Nature maintains it then. I thought it was great. To go to Eagle you have to go what the essay, you know, American Summit. When that interior place, formed out of dream and fantasy, and by intense imagination, finds its counterpart in a physical landscape, then some genuine might reality can be created. Had eventual disintegration of these cultural has returns us once more to the wilderness.
This journey can be seen both as fall and as reconciliation.
(DOC) Placing John Haines | Jim Warren - bryanfuhr.me
And place, once again, essay actual place, but also a state of mind, of consciousness. Haines does indeed carry the idea of place with him for the rest example of what essay his life, and had returns to Alaska, and to Richardson, over and over again for the rest of his life. Is it an odyssey, an epic of departure and return for the hero- wanderer. Or is the journey a more complicated and divided one.
Is wilderness the have 6 purpose for what the Richardson homestead signifies, both for Haines and for us. What, then, stands for civilization, and what are the specific forms that American culture takes from to. What are the relations, for example, among literature, social movements, and politics.
What are the relations of post-WW2 American poetry to the great modernist writers. What are the relations of the Far North to the larger national culture.
These are what of the questions I am learning to ask, and I know there are more I writhe to pose and attempt to answer. Haines famously sent some poems to Williams inand despite having suffered a stroke Williams wrote back to Haines to encourage him how to add citations into an essay continue writing poems.
The Haines archive contains many early experiments with Chinese poems, and it suggests some of the ways Haines learns to might the experiments into the poems of his first book, Winter News In addition, the archive shows that through the early s Haines was in close contact with poets Robert Bly and Donald Hall, both of whom strongly influenced u wash college application essay prompts style in the poems of Winter News.
Bly also introduces Haines to the poetry of Antonio Machado, Federico Garcia Lorca, and Pablo Neruda, all of whom open up possibilities for his own poems.
In his late thirties, Haines begins to develop the style of his stanzas, with each stanza forming a short, complete sentence. He learns to write in short lines, and he comes to understand that less is more. He revises poems to make them terse, succinct, and focused, but also mysterious. Here, for purpose, are three experiments in two-stanza poems. Leaning on my might under the heavy writhe, far below I hear the call of a lonely moose.

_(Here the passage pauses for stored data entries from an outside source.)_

use std::env;
use std::path::PathBuf;
use std::time::Duration;

use crate::error::AppError;

#[derive(Debug, Clone)]
pub struct Config {
    pub graphql_url: String,
    pub token_path: PathBuf,
    pub request_timeout_secs: u64,
    pub connect_timeout_secs: u64,
}

impl Config {
    pub fn from_env() -> Result<Self, AppError> {
        dotenv::dotenv().ok();
        Self::from_lookup(|key| env::var(key).ok())
    }

    /// 通过任意查找函数构造配置，未设置的项使用默认值
    pub fn from_lookup<F>(lookup: F) -> Result<Self, AppError>
    where
        F: Fn(&str) -> Option<String>,
    {
        let graphql_url = lookup("GRAPHQL_URL").unwrap_or_else(|| "http://localhost:5000/".into());
        if !graphql_url.starts_with("http://") && !graphql_url.starts_with("https://") {
            return Err(AppError::Config(format!(
                "GRAPHQL_URL must start with http:// or https://, got {}",
                graphql_url
            )));
        }

        Ok(Config {
            graphql_url,
            token_path: lookup("TOKEN_PATH")
                .map(PathBuf::from)
                .unwrap_or_else(|| PathBuf::from("jwtToken")),
            request_timeout_secs: parse_secs(&lookup, "REQUEST_TIMEOUT", 30)?,
            connect_timeout_secs: parse_secs(&lookup, "CONNECT_TIMEOUT", 10)?,
        })
    }

    pub fn request_timeout(&self) -> Duration {
        Duration::from_secs(self.request_timeout_secs)
    }

    pub fn connect_timeout(&self) -> Duration {
        Duration::from_secs(self.connect_timeout_secs)
    }
}

// 允许 "30" 或 "30s"
fn parse_secs<F>(lookup: &F, key: &str, default: u64) -> Result<u64, AppError>
where
    F: Fn(&str) -> Option<String>,
{
    match lookup(key) {
        None => Ok(default),
        Some(raw) => raw
            .trim()
            .trim_end_matches('s')
            .parse::<u64>()
            .map_err(|_| AppError::Config(format!("{} must be a number of seconds, got {}", key, raw))),
    }
}
use crate::models::{Identity, Post};
use crate::routes::Route;

#[derive(Debug, Clone, PartialEq, Eq)]
pub enum LikeAction {
    Toggle,
    /// 未登录时跳转到登录页
    Navigate(Route),
}

/// 点赞按钮的展示状态，每次渲染时根据会话与点赞列表重新推导
#[derive(Debug, Clone, PartialEq, Eq)]
pub struct LikeButton {
    pub liked: bool,
    pub like_count: u32,
    pub action: LikeAction,
}

impl LikeButton {
    pub fn derive(post: &Post, identity: Option<&Identity>) -> Self {
        let liked = identity.is_some_and(|identity| post.is_liked_by(&identity.username));
        let action = match identity {
            Some(_) => LikeAction::Toggle,
            None => LikeAction::Navigate(Route::Login),
        };
        Self {
            liked,
            like_count: post.like_count,
            action,
        }
    }

    pub fn tooltip(&self) -> &'static str {
        if self.liked { "Unlike" } else { "Like" }
    }

    pub fn render(&self) -> String {
        let heart = if self.liked { "♥" } else { "♡" };
        match &self.action {
            LikeAction::Toggle => format!("[{} {}] ({})", heart, self.like_count, self.tooltip()),
            LikeAction::Navigate(route) => format!("[{} {}] (login: {})", heart, self.like_count, route),
        }
    }
}
//! 会话状态：当前登录用户，由持久化的令牌恢复

pub mod storage;

use chrono::{DateTime, Utc};
use tokio::sync::watch;

use crate::error::AppError;
use crate::models::Identity;

pub use storage::{FileTokenStorage, MemoryTokenStorage, TokenStorage};

pub struct SessionStore {
    storage: Box<dyn TokenStorage>,
    identity: watch::Sender<Option<Identity>>,
}

impl SessionStore {
    pub fn initialize(storage: impl TokenStorage + 'static) -> Self {
        Self::initialize_at(storage, Utc::now())
    }

    /// 启动时从存储恢复会话。令牌无法解码或已过期时当作未登录并删除令牌，不向调用方报错
    pub fn initialize_at(storage: impl TokenStorage + 'static, now: DateTime<Utc>) -> Self {
        let mut storage: Box<dyn TokenStorage> = Box::new(storage);

        let persisted = match storage.load() {
            Ok(token) => token,
            Err(e) => {
                tracing::warn!("Failed to read persisted token, starting logged out: {}", e);
                None
            }
        };

        let had_token = persisted.is_some();
        let identity = persisted.and_then(|token| match Identity::from_token(&token) {
            Ok(identity) if !identity.is_expired_at(now) => Some(identity),
            Ok(identity) => {
                tracing::info!("Persisted token for {} has expired", identity.username);
                None
            }
            Err(e) => {
                tracing::warn!("Discarding malformed persisted token: {}", e);
                None
            }
        });

        if had_token && identity.is_none() {
            if let Err(e) = storage.clear() {
                tracing::warn!("Failed to remove stale token: {}", e);
            }
        } else if identity.is_some() {
            tracing::debug!("Restored session from persisted token");
        }

        let (identity, _) = watch::channel(identity);
        Self { storage, identity }
    }

    pub fn identity(&self) -> Option<Identity> {
        self.identity.borrow().clone()
    }

    pub fn username(&self) -> Option<String> {
        self.identity.borrow().as_ref().map(|i| i.username.clone())
    }

    pub fn token(&self) -> Option<String> {
        self.identity.borrow().as_ref().map(|i| i.token.clone())
    }

    pub fn is_authenticated(&self) -> bool {
        self.identity.borrow().is_some()
    }

    /// 订阅会话变化，login / logout 会同步通知
    pub fn subscribe(&self) -> watch::Receiver<Option<Identity>> {
        self.identity.subscribe()
    }

    pub fn storage(&self) -> &dyn TokenStorage {
        self.storage.as_ref()
    }

    /// 先写存储再替换内存会话；写入失败时会话保持不变
    pub fn login(&mut self, identity: Identity) -> Result<(), AppError> {
        self.storage.save(&identity.token)?;
        tracing::info!("User {} logged in", identity.username);
        self.identity.send_replace(Some(identity));
        Ok(())
    }

    pub fn logout(&mut self) -> Result<(), AppError> {
        self.storage.clear()?;
        if let Some(previous) = self.identity.send_replace(None) {
            tracing::info!("User {} logged out", previous.username);
        }
        Ok(())
    }

    /// 运行中发现令牌过期时登出，返回是否发生了登出
    pub fn expire_if_stale(&mut self, now: DateTime<Utc>) -> Result<bool, AppError> {
        let expired = self
            .identity
            .borrow()
            .as_ref()
            .is_some_and(|identity| identity.is_expired_at(now));
        if expired {
            tracing::info!("Session token expired");
            self.logout()?;
        }
        Ok(expired)
    }
}
// =============================================================================
// Posts
// =============================================================================

mod posts {
    use super::*;

    async fn logged_in_with_posts(server: &MockGraphQl) -> frontend::AppState {
        server.reply(
            "getPosts",
            json!({ "data": { "getPosts": [post_json("1", "bob", "first"), post_json("2", "carol", "second")] } }),
        ).await;
        let token = mint_token("alice", Duration::hours(1));
        let mut state = server.app(MemoryTokenStorage::with_token(token));
        handlers::load_posts(&mut state).await.unwrap();
        state
    }

    #[tokio::test]
    async fn posts_are_served_from_cache_after_first_load() {
        let server = MockGraphQl::start().await;
        let mut state = logged_in_with_posts(&server).await;

        let posts = handlers::load_posts(&mut state).await.unwrap();

        assert_eq!(posts.len(), 2);
        assert_eq!(server.count("getPosts").await, 1);
    }

    #[tokio::test]
    async fn created_post_is_prepended_and_body_cleared() {
        let server = MockGraphQl::start().await;
        let mut state = logged_in_with_posts(&server).await;
        server.reply(
            "createPost",
            json!({ "data": { "createPost": post_json("3", "alice", "Hi World") } }),
        ).await;

        let mut post_form = form::post_form();
        post_form.on_change("body", "Hi World");
        let created = handlers::create_post(&mut state, &mut post_form).await.unwrap();

        assert_eq!(created.id, PostId::new("3"));
        assert_eq!(listed_ids(&state), vec!["3", "1", "2"]);
        assert_eq!(post_form.value("body"), "");
        assert_eq!(server.count("getPosts").await, 1);
    }

    #[tokio::test]
    async fn rejected_post_leaves_cache_untouched() {
        let server = MockGraphQl::start().await;
        let mut state = logged_in_with_posts(&server).await;
        server.reply(
            "createPost",
            user_input_error(json!({ "body": "Post body must not be empty" })),
        ).await;
        let before = state.cache.snapshot();

        let mut post_form = form::post_form();
        let err = handlers::create_post(&mut state, &mut post_form).await.unwrap_err();

        assert_eq!(err.user_messages(), vec!["Post body must not be empty"]);
        assert_eq!(state.cache.snapshot(), before);
        assert!(post_form.has_error("body"));
    }

    #[tokio::test]
    async fn field_errors_beside_null_result_reach_the_form() {
        let server = MockGraphQl::start().await;
        let mut state = logged_in_with_posts(&server).await;
        server
            .reply(
                "createPost",
                json!({
                    "data": { "createPost": null },
                    "errors": [{
                        "message": "Errors",
                        "extensions": { "errors": { "body": "Post body must not be empty" } }
                    }]
                }),
            )
            .await;
        let before = state.cache.snapshot();

        let mut post_form = form::post_form();
        let err = handlers::create_post(&mut state, &mut post_form).await.unwrap_err();

        assert!(matches!(err, AppError::Validation(_)));
        assert_eq!(post_form.errors()["body"], "Post body must not be empty");
        assert_eq!(state.cache.snapshot(), before);
    }

    #[tokio::test]
    async fn server_failure_is_generic_and_cache_untouched() {
        let server = MockGraphQl::start().await;
        let mut state = logged_in_with_posts(&server).await;
        server.reply_status("createPost", 502, "bad gateway").await;
        let before = state.cache.snapshot();

        let mut post_form = form::post_form();
        post_form.on_change("body", "hello");
        let err = handlers::create_post(&mut state, &mut post_form).await.unwrap_err();

        assert!(matches!(err, AppError::Http { status: 502, .. }));
        assert_eq!(err.user_messages(), vec!["Something went wrong, please try again"]);
        assert_eq!(state.cache.snapshot(), before);
        assert_eq!(post_form.value("body"), "hello");
    }

    #[tokio::test]
    async fn deleting_a_post_twice_is_a_no_op_the_second_time() {
        let server = MockGraphQl::start().await;
        let mut state = logged_in_with_posts(&server).await;
        server.reply("deletePost", json!({ "data": { "deletePost": true } })).await;

        assert!(handlers::delete_post(&mut state, &PostId::new("1")).await.unwrap());
        assert_eq!(listed_ids(&state), vec!["2"]);

        let after_first = state.cache.snapshot();
        assert!(!handlers::delete_post(&mut state, &PostId::new("1")).await.unwrap());
        assert_eq!(state.cache.snapshot(), after_first);
    }

    #[tokio::test]
    async fn confirmed_post_delete_runs_callback_and_closes_dialog() {
        let server = MockGraphQl::start().await;
        let mut state = logged_in_with_posts(&server).await;
        server.reply("deletePost", json!({ "data": { "deletePost": "Post deleted successfully" } })).await;

        let mut dialog = ConfirmDialog::default();
        dialog.open();
        let mut navigated = None;
        handlers::confirm_delete(
            &mut state,
            &DeleteTarget::Post(PostId::new("2")),
            &mut dialog,
            Some(|| navigated = Some(Route::Home)),
        )
        .await
        .unwrap();

        assert!(!dialog.is_open());
        assert_eq!(navigated, Some(Route::Home));
        assert_eq!(listed_ids(&state), vec!["1"]);
    }

    #[tokio::test]
    async fn like_updates_list_and_detail_views() {
        let server = MockGraphQl::start().await;
        let mut state = logged_in_with_posts(&server).await;
        server.reply(
            "getPost",
            json!({ "data": { "getPost": post_json("1", "bob", "first") } }),
        ).await;
        server.reply(
            "likePost",
            json!({ "data": { "likePost": {
                "id": "1",
                "likes": [{ "id": "l1", "username": "alice" }],
                "likeCount": 1
            } } }),
        ).await;
        let post_id = PostId::new("1");
        handlers::load_post(&mut state, &post_id).await.unwrap();

        let outcome = handlers::like_post(&mut state, &post_id).await.unwrap();

        assert!(matches!(outcome, LikeOutcome::Updated(_)));
        let listed = state.cache.read_posts().unwrap();
        let detail = state.cache.read_post(&post_id).unwrap();
        assert_eq!(listed[0].like_count, 1);
        assert_eq!(detail.like_count, 1);
        assert!(detail.is_liked_by("alice"));
    }

    #[tokio::test]
    async fn anonymous_like_goes_to_login_without_a_request() {
        let server = MockGraphQl::start().await;
        let mut state = server.app(MemoryTokenStorage::new());

        let outcome = handlers::like_post(&mut state, &PostId::new("1")).await.unwrap();

        assert_eq!(outcome, LikeOutcome::LoginRequired);
        assert!(server.requests().await.is_empty());
    }
}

Come, let us have all we can, for soon the birds will eat them, and snow will bury the withered vines. There has been no rain for many days, but my trousers cling in the evening mist.
Wang Wei was a what poet and painter of the eighth century, known especially for his had and for his landscape paintings of mountains and rivers. How does Haines use quatrains in these three experiments. In turn eliminating all source of income, causing poverty. Once in poverty each household could no longer purchase essential supplies such as water, food, and medicine, ultimately leading to famine. The government had attempted three times to drill a hole in search for what however their has purpose unsuccessful or the drill bits would break.
Clearly, the government is in the same state of poverty as the rest of the country, crippling its ability to help its citizens any further Haines 3. There after Haines presents a slightly more depressing perspective through a brief conversation writhe Gebi, the villager Haines is temporarily staying with.
Gebi notes that, in his village, if all essays remain the same and the drought does not stop, he will only have enough food to feed his family for five more months Haines 4.
The essay is gre essay topics solutions effect, which is having an entire countrywide famine crisis.